TASK DETAILS – I'd like an exact copy of every line from the start of the entries below through the line containing "use mendit_types::error::QuizError;", please.

INFORMATION GIVEN –

------------------------

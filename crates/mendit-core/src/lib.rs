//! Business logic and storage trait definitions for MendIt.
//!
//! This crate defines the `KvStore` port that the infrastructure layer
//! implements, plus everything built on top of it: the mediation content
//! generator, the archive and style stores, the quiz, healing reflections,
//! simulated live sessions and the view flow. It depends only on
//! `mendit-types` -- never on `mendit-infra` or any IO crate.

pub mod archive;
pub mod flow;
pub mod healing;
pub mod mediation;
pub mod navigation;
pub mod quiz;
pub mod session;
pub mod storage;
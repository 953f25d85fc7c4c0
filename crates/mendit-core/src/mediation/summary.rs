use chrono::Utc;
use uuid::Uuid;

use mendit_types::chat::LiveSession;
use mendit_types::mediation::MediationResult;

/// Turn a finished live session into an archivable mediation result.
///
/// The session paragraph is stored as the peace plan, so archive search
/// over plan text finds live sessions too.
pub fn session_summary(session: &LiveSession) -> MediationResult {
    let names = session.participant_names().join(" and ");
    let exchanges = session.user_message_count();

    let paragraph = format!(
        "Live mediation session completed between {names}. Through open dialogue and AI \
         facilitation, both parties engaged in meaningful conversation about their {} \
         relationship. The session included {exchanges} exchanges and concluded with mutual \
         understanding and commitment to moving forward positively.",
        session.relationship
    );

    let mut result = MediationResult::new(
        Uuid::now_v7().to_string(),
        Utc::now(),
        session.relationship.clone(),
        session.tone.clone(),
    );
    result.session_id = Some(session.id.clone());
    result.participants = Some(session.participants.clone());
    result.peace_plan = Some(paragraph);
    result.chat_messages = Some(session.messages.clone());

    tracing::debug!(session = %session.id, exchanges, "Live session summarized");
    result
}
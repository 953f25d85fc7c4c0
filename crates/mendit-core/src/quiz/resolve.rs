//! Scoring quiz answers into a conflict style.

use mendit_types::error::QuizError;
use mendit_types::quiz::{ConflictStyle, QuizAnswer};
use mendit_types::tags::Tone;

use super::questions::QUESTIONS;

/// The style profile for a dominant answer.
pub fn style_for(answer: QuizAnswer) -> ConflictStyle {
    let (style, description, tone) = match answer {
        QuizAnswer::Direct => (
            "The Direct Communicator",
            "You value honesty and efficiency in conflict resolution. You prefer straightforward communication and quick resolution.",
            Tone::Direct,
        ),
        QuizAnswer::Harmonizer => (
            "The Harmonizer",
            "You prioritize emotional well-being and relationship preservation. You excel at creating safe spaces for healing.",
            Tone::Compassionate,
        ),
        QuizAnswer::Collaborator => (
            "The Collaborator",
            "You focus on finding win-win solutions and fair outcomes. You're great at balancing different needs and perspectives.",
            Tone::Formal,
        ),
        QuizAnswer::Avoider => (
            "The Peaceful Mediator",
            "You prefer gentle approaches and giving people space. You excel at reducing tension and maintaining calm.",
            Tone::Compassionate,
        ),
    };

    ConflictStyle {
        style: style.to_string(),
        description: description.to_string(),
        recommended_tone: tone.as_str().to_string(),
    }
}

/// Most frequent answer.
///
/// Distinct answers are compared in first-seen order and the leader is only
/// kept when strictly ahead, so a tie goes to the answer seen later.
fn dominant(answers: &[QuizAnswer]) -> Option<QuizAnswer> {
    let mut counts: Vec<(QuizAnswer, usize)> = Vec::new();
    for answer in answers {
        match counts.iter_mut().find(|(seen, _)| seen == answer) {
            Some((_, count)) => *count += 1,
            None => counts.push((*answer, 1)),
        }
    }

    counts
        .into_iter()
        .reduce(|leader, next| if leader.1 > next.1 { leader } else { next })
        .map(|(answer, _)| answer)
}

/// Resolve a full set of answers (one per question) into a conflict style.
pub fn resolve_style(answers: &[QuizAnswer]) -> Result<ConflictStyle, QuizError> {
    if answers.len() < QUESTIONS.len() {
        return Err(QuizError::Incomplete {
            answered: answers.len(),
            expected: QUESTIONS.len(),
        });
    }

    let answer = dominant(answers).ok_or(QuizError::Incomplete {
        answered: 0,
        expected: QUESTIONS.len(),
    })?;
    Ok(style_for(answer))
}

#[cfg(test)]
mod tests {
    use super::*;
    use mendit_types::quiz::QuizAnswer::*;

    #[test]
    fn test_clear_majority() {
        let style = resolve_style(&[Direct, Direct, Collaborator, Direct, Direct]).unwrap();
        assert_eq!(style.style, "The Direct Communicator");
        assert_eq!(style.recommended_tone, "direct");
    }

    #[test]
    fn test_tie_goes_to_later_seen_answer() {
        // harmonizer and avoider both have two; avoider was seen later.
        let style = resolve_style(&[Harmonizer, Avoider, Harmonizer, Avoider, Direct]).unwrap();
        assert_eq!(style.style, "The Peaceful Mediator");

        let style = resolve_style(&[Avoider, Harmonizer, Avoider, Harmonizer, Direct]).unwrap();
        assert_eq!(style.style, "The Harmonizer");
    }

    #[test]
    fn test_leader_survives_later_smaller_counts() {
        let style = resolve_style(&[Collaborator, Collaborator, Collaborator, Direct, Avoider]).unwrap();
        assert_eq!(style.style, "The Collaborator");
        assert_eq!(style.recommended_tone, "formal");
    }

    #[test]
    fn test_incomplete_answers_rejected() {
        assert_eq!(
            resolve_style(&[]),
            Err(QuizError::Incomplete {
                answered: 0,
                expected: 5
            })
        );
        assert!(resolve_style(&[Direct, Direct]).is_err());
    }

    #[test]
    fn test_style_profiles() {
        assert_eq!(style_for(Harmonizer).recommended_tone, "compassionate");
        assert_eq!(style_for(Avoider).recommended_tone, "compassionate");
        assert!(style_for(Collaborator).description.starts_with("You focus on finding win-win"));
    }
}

------------------------

ANSWER TO THIS PROBLEM –
filename crates/mendit-core/src/lib.rs
//! Business logic and storage trait definitions for MendIt.
//!
//! This crate defines the `KvStore` port that the infrastructure layer
//! implements, plus everything built on top of it: the mediation content
//! generator, the archive and style stores, the quiz, healing reflections,
//! simulated live sessions and the view flow. It depends only on
//! `mendit-types` -- never on `mendit-infra` or any IO crate.

pub mod archive;
pub mod flow;
pub mod healing;
pub mod mediation;
pub mod navigation;
pub mod quiz;
pub mod session;
pub mod storage;
repository 953f25d85fc7c4c0
filename crates/mendit-core/src/mediation/summary.rs
use chrono::Utc;
use uuid::Uuid;

use mendit_types::chat::LiveSession;
use mendit_types::mediation::MediationResult;

/// Turn a finished live session into an archivable mediation result.
///
/// The session paragraph is stored as the peace plan, so archive search
/// over plan text finds live sessions too.
pub fn session_summary(session: &LiveSession) -> MediationResult {
    let names = session.participant_names().join(" and ");
    let exchanges = session.user_message_count();

    let paragraph = format!(
        "Live mediation session completed between {names}. Through open dialogue and AI \
         facilitation, both parties engaged in meaningful conversation about their {} \
         relationship. The session included {exchanges} exchanges and concluded with mutual \
         understanding and commitment to moving forward positively.",
        session.relationship
    );

    let mut result = MediationResult::new(
        Uuid::now_v7().to_string(),
        Utc::now(),
        session.relationship.clone(),
        session.tone.clone(),
    );
    result.session_id = Some(session.id.clone());
    result.participants = Some(session.participants.clone());
    result.peace_plan = Some(paragraph);
    result.chat_messages = Some(session.messages.clone());

    tracing::debug!(session = %session.id, exchanges, "Live session summarized");
    result
}
repository 953f25d85fc7c4c0
filename crates/mendit-core/src/quiz/resolve.rs
//! Scoring quiz answers into a conflict style.

use mendit_types::error::QuizError;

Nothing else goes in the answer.